| TASK DESCRIPTION |
Note how many lines in the entries contain the string "super", then give that number and nothing else.

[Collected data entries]
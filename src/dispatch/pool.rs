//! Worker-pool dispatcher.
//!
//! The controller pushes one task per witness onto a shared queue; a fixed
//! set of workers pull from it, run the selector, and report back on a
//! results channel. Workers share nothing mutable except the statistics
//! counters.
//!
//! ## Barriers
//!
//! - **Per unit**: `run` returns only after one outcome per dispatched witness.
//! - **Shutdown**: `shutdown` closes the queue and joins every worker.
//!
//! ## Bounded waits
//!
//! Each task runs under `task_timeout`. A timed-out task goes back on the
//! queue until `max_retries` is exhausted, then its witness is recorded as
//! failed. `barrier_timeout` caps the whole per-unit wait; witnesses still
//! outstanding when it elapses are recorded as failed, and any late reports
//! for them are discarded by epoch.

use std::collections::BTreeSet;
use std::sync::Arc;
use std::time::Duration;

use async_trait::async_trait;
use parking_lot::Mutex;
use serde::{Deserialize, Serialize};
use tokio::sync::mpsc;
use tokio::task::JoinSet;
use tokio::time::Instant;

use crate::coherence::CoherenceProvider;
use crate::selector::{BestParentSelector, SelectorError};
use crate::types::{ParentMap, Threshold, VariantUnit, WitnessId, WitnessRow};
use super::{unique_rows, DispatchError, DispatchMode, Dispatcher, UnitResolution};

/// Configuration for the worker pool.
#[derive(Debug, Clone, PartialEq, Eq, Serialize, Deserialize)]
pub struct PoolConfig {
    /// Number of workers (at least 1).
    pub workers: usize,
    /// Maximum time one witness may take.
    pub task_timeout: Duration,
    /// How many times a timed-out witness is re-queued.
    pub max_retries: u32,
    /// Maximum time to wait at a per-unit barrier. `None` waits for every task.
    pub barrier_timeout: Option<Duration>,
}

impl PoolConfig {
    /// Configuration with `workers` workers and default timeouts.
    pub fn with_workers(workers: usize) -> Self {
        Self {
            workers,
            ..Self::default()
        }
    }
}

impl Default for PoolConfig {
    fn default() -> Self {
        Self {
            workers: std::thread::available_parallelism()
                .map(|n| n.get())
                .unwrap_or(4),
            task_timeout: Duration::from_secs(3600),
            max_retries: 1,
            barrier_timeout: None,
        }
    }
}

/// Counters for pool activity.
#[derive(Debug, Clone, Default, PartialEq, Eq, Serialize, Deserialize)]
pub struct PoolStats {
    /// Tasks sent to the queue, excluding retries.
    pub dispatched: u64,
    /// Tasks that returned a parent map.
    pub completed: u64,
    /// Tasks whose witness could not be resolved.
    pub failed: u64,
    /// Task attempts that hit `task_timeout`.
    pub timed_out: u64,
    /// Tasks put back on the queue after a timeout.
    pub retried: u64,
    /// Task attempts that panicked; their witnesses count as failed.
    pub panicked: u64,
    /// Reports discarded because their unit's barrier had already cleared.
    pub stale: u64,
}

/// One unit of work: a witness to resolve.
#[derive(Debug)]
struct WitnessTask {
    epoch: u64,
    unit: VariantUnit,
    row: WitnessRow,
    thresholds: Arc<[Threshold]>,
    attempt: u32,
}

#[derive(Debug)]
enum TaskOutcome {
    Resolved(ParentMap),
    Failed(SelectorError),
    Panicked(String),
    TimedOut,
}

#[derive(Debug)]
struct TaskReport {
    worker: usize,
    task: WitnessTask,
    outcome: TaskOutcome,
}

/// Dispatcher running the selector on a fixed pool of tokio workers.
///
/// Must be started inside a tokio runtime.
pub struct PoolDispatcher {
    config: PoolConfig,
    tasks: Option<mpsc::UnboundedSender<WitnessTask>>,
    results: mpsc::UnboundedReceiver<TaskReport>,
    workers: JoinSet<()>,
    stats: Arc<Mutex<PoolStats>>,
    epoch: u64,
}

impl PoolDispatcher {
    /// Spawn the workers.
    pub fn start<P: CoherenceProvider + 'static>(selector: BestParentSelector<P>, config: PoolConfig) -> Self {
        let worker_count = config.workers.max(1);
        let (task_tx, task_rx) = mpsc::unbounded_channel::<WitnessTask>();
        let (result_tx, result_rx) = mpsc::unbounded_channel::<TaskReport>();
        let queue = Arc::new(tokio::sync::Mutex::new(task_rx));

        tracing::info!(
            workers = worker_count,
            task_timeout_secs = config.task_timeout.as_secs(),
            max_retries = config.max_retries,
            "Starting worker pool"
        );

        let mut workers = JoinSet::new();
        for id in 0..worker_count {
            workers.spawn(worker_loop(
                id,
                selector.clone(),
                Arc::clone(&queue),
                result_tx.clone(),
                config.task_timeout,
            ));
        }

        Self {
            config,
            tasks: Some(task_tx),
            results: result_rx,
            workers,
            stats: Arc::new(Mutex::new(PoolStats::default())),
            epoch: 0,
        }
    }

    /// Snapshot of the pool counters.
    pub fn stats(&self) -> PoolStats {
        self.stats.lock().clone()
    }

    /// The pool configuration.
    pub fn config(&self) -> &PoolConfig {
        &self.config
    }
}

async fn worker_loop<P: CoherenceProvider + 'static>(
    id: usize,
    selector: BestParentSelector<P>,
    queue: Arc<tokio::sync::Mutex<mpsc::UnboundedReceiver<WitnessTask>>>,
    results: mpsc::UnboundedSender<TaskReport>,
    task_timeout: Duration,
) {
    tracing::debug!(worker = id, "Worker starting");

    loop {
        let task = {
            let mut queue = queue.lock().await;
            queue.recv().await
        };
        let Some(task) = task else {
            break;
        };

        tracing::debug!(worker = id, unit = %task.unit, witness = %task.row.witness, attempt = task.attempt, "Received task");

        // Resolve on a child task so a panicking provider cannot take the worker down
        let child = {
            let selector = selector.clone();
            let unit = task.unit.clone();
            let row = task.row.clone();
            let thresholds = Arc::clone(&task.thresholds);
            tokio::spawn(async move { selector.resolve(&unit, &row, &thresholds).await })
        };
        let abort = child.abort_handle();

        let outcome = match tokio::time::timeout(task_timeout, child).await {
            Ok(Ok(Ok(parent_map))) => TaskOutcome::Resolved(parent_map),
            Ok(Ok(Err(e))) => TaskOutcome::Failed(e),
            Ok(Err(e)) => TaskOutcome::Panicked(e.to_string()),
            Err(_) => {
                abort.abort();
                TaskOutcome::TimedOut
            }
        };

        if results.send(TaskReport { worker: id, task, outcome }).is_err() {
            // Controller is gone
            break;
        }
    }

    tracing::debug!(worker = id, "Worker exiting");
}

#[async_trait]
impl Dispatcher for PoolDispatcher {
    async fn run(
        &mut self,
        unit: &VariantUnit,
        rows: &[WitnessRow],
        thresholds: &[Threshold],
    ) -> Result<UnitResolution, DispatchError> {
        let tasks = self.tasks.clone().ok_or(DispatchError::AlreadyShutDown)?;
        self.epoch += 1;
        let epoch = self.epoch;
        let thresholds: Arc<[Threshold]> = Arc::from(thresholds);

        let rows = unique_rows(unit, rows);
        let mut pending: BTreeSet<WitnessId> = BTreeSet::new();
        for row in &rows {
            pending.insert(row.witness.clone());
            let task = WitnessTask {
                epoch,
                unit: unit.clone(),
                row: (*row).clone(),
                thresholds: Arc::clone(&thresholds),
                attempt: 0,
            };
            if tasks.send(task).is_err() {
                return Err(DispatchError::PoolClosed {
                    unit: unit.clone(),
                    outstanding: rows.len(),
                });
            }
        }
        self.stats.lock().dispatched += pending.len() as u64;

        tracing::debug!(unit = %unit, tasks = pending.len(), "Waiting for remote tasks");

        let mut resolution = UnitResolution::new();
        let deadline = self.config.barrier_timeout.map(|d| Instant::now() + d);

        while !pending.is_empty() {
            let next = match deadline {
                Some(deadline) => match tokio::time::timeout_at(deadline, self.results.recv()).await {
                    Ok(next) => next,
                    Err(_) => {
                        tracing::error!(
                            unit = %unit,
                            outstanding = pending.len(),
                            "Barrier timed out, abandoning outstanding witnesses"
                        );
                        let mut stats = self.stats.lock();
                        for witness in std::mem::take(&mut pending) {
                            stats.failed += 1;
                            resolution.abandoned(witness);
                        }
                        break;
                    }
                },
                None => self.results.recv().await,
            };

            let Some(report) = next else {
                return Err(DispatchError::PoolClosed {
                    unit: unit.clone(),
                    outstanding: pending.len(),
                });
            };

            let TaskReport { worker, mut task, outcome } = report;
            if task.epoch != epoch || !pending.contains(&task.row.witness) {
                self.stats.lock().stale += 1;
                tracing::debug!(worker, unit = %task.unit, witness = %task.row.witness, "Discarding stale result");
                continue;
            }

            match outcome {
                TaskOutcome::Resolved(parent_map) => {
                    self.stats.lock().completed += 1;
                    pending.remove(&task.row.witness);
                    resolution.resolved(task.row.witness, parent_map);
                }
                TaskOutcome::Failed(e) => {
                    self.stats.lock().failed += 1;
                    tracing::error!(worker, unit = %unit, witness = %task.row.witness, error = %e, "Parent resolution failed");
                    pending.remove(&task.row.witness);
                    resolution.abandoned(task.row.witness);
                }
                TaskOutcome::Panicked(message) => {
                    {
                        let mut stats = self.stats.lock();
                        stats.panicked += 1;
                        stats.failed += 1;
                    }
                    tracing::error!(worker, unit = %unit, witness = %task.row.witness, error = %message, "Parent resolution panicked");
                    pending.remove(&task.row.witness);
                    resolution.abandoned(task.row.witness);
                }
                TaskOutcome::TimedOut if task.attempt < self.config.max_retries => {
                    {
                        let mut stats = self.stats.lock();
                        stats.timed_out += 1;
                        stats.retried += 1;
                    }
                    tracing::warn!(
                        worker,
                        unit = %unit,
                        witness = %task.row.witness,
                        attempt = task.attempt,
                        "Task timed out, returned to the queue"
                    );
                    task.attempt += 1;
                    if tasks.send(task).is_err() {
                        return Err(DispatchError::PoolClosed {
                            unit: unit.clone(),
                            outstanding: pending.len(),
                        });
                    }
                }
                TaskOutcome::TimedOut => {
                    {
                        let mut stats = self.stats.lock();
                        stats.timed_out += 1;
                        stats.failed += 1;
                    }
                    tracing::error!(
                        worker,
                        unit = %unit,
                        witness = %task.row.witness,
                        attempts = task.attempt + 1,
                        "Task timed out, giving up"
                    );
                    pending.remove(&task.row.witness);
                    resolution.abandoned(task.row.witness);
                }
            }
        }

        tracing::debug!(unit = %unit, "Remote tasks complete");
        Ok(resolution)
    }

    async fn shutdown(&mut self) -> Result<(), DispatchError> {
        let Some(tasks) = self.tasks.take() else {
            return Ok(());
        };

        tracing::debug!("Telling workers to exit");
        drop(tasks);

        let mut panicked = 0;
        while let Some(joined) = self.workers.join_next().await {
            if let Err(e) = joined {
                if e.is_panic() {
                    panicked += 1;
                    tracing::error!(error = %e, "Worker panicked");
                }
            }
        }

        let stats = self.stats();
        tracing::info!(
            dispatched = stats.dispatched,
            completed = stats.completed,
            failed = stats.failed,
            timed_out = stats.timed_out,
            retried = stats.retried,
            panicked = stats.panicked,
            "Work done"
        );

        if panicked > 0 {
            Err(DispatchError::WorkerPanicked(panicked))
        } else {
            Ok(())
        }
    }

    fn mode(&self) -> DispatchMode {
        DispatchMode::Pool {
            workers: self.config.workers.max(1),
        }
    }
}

* * *

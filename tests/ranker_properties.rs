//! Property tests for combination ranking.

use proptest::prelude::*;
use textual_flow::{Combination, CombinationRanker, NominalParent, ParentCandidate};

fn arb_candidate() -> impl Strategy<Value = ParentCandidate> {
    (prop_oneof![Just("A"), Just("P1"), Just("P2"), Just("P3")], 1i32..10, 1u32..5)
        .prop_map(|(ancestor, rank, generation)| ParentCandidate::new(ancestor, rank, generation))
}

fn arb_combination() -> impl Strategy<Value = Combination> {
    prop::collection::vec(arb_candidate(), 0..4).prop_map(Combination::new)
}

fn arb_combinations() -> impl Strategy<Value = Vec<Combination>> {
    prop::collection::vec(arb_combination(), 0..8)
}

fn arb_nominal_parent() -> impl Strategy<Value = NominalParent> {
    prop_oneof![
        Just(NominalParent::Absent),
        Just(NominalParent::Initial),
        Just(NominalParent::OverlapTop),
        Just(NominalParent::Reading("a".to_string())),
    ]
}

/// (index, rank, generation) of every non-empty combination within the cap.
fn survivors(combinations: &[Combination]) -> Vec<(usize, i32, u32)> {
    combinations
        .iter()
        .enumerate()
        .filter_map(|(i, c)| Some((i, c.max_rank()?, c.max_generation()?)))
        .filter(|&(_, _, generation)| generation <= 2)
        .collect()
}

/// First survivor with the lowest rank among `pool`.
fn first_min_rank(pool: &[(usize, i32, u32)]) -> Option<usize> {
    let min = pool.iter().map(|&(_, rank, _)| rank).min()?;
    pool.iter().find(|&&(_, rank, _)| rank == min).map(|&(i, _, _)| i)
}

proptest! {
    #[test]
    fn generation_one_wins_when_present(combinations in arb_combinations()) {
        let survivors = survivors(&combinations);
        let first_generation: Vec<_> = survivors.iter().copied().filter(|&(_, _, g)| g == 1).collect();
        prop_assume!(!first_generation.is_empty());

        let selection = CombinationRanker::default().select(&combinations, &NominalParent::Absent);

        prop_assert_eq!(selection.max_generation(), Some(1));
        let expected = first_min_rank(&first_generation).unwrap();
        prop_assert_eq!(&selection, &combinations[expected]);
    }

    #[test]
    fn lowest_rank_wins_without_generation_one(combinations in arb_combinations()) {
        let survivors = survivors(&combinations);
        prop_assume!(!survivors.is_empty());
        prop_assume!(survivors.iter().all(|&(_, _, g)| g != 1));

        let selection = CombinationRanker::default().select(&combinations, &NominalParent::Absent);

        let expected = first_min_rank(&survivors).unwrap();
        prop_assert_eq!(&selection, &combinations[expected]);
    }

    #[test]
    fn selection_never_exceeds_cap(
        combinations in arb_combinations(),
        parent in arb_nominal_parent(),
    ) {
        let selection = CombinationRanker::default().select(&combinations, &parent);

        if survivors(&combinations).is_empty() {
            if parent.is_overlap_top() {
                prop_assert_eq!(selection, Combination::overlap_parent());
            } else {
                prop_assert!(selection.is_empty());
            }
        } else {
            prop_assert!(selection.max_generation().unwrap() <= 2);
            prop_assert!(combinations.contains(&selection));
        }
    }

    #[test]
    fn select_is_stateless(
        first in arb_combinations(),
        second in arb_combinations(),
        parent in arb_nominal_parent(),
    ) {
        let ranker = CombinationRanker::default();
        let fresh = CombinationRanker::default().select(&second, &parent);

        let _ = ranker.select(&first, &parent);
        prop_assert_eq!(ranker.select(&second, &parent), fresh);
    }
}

---

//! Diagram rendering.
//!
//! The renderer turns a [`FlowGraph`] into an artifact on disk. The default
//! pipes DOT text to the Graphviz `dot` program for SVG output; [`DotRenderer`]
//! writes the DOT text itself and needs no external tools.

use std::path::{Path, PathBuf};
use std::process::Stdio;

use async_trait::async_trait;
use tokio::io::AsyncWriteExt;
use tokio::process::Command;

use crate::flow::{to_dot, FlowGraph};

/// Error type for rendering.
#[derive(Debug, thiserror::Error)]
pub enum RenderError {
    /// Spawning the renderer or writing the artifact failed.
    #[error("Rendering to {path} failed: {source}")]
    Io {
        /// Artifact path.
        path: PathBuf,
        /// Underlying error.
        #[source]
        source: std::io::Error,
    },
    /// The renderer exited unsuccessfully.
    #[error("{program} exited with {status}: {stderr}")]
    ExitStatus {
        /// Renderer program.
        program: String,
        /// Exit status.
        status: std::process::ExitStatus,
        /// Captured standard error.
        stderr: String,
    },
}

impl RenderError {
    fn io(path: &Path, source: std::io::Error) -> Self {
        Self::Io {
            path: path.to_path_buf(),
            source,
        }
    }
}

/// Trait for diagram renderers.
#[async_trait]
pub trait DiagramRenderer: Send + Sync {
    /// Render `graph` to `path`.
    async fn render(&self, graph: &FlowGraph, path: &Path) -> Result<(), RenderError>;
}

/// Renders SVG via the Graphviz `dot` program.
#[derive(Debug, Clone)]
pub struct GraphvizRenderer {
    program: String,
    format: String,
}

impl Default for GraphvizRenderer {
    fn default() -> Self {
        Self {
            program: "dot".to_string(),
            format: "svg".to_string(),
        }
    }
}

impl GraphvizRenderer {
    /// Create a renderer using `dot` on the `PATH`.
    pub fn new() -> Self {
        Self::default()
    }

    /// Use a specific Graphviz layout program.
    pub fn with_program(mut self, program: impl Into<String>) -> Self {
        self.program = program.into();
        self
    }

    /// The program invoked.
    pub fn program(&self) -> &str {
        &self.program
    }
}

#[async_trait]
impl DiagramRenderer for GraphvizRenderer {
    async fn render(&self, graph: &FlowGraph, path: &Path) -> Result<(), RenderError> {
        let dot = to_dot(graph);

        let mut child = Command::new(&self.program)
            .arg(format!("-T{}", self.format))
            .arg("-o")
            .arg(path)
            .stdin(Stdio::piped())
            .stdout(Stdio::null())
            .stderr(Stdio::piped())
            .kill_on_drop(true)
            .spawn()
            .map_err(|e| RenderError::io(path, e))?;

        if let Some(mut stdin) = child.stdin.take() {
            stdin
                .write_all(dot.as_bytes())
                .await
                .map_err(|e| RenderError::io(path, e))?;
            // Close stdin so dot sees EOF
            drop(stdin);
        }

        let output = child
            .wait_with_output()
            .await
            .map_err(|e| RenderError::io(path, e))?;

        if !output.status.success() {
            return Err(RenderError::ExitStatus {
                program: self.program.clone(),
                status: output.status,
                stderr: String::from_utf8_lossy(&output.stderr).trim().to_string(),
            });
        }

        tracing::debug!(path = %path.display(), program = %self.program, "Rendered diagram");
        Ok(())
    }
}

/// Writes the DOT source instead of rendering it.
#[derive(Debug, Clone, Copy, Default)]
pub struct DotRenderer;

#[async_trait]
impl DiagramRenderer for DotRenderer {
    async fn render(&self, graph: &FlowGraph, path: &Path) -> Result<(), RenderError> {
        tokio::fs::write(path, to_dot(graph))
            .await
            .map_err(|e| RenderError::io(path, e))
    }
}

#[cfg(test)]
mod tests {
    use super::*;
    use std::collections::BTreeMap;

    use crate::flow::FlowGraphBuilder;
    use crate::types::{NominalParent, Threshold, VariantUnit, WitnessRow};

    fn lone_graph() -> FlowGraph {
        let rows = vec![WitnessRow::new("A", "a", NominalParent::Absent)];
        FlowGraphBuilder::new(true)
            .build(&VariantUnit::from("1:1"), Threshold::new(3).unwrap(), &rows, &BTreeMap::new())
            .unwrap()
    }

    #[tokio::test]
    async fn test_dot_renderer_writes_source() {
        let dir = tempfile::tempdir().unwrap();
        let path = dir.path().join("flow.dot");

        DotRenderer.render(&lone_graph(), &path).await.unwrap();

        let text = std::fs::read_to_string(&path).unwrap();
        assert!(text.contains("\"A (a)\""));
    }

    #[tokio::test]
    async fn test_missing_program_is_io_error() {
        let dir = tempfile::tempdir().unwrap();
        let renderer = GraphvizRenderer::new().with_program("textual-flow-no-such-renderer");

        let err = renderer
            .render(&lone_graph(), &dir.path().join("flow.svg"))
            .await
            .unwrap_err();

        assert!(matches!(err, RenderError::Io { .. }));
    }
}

| ANSWER SPACE |
2